[Collected data entries]
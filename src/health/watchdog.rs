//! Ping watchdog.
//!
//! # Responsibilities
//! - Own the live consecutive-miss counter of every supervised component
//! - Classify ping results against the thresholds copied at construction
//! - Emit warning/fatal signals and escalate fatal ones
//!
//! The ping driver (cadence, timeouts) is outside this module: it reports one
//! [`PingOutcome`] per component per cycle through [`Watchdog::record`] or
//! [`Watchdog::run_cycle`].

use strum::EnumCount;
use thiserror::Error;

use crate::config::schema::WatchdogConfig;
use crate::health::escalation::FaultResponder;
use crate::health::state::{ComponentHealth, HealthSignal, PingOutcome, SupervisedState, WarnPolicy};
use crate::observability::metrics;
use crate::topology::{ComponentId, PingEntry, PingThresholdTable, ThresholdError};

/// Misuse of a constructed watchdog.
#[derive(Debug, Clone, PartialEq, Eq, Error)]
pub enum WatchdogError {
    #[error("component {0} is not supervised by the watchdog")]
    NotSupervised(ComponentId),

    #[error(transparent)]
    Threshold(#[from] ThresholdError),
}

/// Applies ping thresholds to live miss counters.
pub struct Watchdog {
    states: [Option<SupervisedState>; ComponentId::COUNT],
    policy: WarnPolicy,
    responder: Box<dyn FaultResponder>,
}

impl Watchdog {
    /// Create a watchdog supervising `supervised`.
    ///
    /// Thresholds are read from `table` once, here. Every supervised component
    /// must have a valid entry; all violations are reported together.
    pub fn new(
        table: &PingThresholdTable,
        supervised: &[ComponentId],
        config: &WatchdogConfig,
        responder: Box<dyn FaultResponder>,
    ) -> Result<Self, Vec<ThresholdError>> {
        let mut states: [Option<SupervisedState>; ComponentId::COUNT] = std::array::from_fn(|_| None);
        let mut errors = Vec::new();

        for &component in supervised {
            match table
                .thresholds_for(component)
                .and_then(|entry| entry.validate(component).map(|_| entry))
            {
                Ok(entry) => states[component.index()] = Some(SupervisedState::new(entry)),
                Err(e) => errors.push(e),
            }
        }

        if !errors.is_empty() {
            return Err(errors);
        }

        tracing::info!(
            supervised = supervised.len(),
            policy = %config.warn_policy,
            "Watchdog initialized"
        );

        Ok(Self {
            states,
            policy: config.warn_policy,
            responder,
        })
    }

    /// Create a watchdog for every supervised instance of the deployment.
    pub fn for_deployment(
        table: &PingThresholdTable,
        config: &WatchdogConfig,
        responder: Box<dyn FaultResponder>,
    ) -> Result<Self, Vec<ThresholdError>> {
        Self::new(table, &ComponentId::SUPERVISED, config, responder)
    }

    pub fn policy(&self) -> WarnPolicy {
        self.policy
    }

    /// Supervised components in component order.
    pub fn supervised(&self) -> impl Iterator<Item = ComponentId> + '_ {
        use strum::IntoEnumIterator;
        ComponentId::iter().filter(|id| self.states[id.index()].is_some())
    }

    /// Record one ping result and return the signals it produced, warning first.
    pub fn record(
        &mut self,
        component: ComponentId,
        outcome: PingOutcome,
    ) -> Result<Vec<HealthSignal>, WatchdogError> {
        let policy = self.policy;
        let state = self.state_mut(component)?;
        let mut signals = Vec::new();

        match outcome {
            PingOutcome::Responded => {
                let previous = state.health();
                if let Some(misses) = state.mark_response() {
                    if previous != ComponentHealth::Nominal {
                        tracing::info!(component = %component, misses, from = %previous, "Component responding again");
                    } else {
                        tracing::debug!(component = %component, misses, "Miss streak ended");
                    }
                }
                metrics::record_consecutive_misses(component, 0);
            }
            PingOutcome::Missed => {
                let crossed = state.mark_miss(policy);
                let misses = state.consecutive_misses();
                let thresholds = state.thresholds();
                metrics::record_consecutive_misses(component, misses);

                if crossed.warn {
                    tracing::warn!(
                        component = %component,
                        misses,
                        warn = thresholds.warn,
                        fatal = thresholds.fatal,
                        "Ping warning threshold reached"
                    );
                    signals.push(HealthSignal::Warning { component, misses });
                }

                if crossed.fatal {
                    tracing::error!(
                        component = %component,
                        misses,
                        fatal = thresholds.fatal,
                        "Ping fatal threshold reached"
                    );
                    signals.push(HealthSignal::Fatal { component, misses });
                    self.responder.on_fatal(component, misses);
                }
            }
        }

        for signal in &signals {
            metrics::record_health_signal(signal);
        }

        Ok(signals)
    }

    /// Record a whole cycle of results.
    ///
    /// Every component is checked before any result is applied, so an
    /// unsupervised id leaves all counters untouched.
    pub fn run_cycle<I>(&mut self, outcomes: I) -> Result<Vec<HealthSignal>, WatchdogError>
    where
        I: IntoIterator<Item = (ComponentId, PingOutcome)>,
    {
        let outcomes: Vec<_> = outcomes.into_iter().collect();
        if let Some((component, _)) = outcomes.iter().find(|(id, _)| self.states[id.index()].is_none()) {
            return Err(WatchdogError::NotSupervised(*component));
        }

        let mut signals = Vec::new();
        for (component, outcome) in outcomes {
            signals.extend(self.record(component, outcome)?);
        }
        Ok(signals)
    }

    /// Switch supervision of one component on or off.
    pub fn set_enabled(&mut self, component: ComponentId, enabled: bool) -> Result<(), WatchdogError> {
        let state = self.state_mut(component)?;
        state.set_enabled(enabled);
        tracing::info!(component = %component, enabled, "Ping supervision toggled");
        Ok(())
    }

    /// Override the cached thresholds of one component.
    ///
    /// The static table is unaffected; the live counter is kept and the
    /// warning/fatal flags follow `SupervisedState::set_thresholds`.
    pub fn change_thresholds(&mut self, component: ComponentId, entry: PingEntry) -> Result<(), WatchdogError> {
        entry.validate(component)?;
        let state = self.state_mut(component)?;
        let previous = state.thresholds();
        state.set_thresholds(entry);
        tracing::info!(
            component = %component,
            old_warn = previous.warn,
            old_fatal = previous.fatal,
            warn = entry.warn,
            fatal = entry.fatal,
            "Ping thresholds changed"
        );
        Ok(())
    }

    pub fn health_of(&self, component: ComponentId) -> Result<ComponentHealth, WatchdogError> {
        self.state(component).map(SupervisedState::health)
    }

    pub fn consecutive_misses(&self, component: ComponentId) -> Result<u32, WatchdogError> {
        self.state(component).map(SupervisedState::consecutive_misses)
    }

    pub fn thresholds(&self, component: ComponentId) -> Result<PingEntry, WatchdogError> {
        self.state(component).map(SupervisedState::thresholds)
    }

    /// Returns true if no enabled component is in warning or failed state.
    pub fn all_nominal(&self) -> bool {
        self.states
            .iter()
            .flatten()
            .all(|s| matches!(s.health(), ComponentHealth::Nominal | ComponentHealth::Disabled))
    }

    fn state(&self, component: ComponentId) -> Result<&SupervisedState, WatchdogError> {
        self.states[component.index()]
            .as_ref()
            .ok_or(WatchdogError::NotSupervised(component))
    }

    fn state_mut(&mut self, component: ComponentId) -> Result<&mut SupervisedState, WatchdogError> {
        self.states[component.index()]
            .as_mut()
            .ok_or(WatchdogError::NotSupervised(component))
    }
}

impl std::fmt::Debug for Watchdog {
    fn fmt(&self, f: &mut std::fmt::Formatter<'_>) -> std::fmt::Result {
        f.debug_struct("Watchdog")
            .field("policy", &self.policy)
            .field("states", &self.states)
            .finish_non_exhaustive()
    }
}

Problem to solve | Word for word, reproduce every record shown above.

Problem solution |
filename src/health/watchdog.rs
//! Ping watchdog.
//!
//! # Responsibilities
//! - Own the live consecutive-miss counter of every supervised component
//! - Classify ping results against the thresholds copied at construction
//! - Emit warning/fatal signals and escalate fatal ones
//!
//! The ping driver (cadence, timeouts) is outside this module: it reports one
//! [`PingOutcome`] per component per cycle through [`Watchdog::record`] or
//! [`Watchdog::run_cycle`].

use strum::EnumCount;
use thiserror::Error;

use crate::config::schema::WatchdogConfig;
use crate::health::escalation::FaultResponder;
use crate::health::state::{ComponentHealth, HealthSignal, PingOutcome, SupervisedState, WarnPolicy};
use crate::observability::metrics;
use crate::topology::{ComponentId, PingEntry, PingThresholdTable, ThresholdError};

/// Misuse of a constructed watchdog.
#[derive(Debug, Clone, PartialEq, Eq, Error)]
pub enum WatchdogError {
    #[error("component {0} is not supervised by the watchdog")]
    NotSupervised(ComponentId),

    #[error(transparent)]
    Threshold(#[from] ThresholdError),
}

/// Applies ping thresholds to live miss counters.
pub struct Watchdog {
    states: [Option<SupervisedState>; ComponentId::COUNT],
    policy: WarnPolicy,
    responder: Box<dyn FaultResponder>,
}

impl Watchdog {
    /// Create a watchdog supervising `supervised`.
    ///
    /// Thresholds are read from `table` once, here. Every supervised component
    /// must have a valid entry; all violations are reported together.
    pub fn new(
        table: &PingThresholdTable,
        supervised: &[ComponentId],
        config: &WatchdogConfig,
        responder: Box<dyn FaultResponder>,
    ) -> Result<Self, Vec<ThresholdError>> {
        let mut states: [Option<SupervisedState>; ComponentId::COUNT] = std::array::from_fn(|_| None);
        let mut errors = Vec::new();

        for &component in supervised {
            match table
                .thresholds_for(component)
                .and_then(|entry| entry.validate(component).map(|_| entry))
            {
                Ok(entry) => states[component.index()] = Some(SupervisedState::new(entry)),
                Err(e) => errors.push(e),
            }
        }

        if !errors.is_empty() {
            return Err(errors);
        }

        tracing::info!(
            supervised = supervised.len(),
            policy = %config.warn_policy,
            "Watchdog initialized"
        );

        Ok(Self {
            states,
            policy: config.warn_policy,
            responder,
        })
    }

    /// Create a watchdog for every supervised instance of the deployment.
    pub fn for_deployment(
        table: &PingThresholdTable,
        config: &WatchdogConfig,
        responder: Box<dyn FaultResponder>,
    ) -> Result<Self, Vec<ThresholdError>> {
        Self::new(table, &ComponentId::SUPERVISED, config, responder)
    }

    pub fn policy(&self) -> WarnPolicy {
        self.policy
    }

    /// Supervised components in component order.
    pub fn supervised(&self) -> impl Iterator<Item = ComponentId> + '_ {
        use strum::IntoEnumIterator;
        ComponentId::iter().filter(|id| self.states[id.index()].is_some())
    }

    /// Record one ping result and return the signals it produced, warning first.
    pub fn record(
        &mut self,
        component: ComponentId,
        outcome: PingOutcome,
    ) -> Result<Vec<HealthSignal>, WatchdogError> {
        let policy = self.policy;
        let state = self.state_mut(component)?;
        let mut signals = Vec::new();

        match outcome {
            PingOutcome::Responded => {
                let previous = state.health();
                if let Some(misses) = state.mark_response() {
                    if previous != ComponentHealth::Nominal {
                        tracing::info!(component = %component, misses, from = %previous, "Component responding again");
                    } else {
                        tracing::debug!(component = %component, misses, "Miss streak ended");
                    }
                }
                metrics::record_consecutive_misses(component, 0);
            }
            PingOutcome::Missed => {
                let crossed = state.mark_miss(policy);
                let misses = state.consecutive_misses();
                let thresholds = state.thresholds();
                metrics::record_consecutive_misses(component, misses);

                if crossed.warn {
                    tracing::warn!(
                        component = %component,
                        misses,
                        warn = thresholds.warn,
                        fatal = thresholds.fatal,
                        "Ping warning threshold reached"
                    );
                    signals.push(HealthSignal::Warning { component, misses });
                }

                if crossed.fatal {
                    tracing::error!(
                        component = %component,
                        misses,
                        fatal = thresholds.fatal,
                        "Ping fatal threshold reached"
                    );
                    signals.push(HealthSignal::Fatal { component, misses });
                    self.responder.on_fatal(component, misses);
                }
            }
        }

        for signal in &signals {
            metrics::record_health_signal(signal);
        }

        Ok(signals)
    }

    /// Record a whole cycle of results.
    ///
    /// Every component is checked before any result is applied, so an
    /// unsupervised id leaves all counters untouched.
    pub fn run_cycle<I>(&mut self, outcomes: I) -> Result<Vec<HealthSignal>, WatchdogError>
    where
        I: IntoIterator<Item = (ComponentId, PingOutcome)>,
    {
        let outcomes: Vec<_> = outcomes.into_iter().collect();
        if let Some((component, _)) = outcomes.iter().find(|(id, _)| self.states[id.index()].is_none()) {
            return Err(WatchdogError::NotSupervised(*component));
        }

        let mut signals = Vec::new();
        for (component, outcome) in outcomes {
            signals.extend(self.record(component, outcome)?);
        }
        Ok(signals)
    }

    /// Switch supervision of one component on or off.
    pub fn set_enabled(&mut self, component: ComponentId, enabled: bool) -> Result<(), WatchdogError> {
        let state = self.state_mut(component)?;
        state.set_enabled(enabled);
        tracing::info!(component = %component, enabled, "Ping supervision toggled");
        Ok(())
    }

    /// Override the cached thresholds of one component.
    ///
    /// The static table is unaffected; the live counter is kept and the
    /// warning/fatal flags follow `SupervisedState::set_thresholds`.
    pub fn change_thresholds(&mut self, component: ComponentId, entry: PingEntry) -> Result<(), WatchdogError> {
        entry.validate(component)?;
        let state = self.state_mut(component)?;
        let previous = state.thresholds();
        state.set_thresholds(entry);
        tracing::info!(
            component = %component,
            old_warn = previous.warn,
            old_fatal = previous.fatal,
            warn = entry.warn,
            fatal = entry.fatal,
            "Ping thresholds changed"
        );
        Ok(())
    }

    pub fn health_of(&self, component: ComponentId) -> Result<ComponentHealth, WatchdogError> {
        self.state(component).map(SupervisedState::health)
    }

    pub fn consecutive_misses(&self, component: ComponentId) -> Result<u32, WatchdogError> {
        self.state(component).map(SupervisedState::consecutive_misses)
    }

    pub fn thresholds(&self, component: ComponentId) -> Result<PingEntry, WatchdogError> {
        self.state(component).map(SupervisedState::thresholds)
    }

    /// Returns true if no enabled component is in warning or failed state.
    pub fn all_nominal(&self) -> bool {
        self.states
            .iter()
            .flatten()
            .all(|s| matches!(s.health(), ComponentHealth::Nominal | ComponentHealth::Disabled))
    }

    fn state(&self, component: ComponentId) -> Result<&SupervisedState, WatchdogError> {
        self.states[component.index()]
            .as_ref()
            .ok_or(WatchdogError::NotSupervised(component))
    }

    fn state_mut(&mut self, component: ComponentId) -> Result<&mut SupervisedState, WatchdogError> {
        self.states[component.index()]
            .as_mut()
            .ok_or(WatchdogError::NotSupervised(component))
    }
}

impl std::fmt::Debug for Watchdog {
    fn fmt(&self, f: &mut std::fmt::Formatter<'_>) -> std::fmt::Result {
        f.debug_struct("Watchdog")
            .field("policy", &self.policy)
            .field("states", &self.states)
            .finish_non_exhaustive()
    }
}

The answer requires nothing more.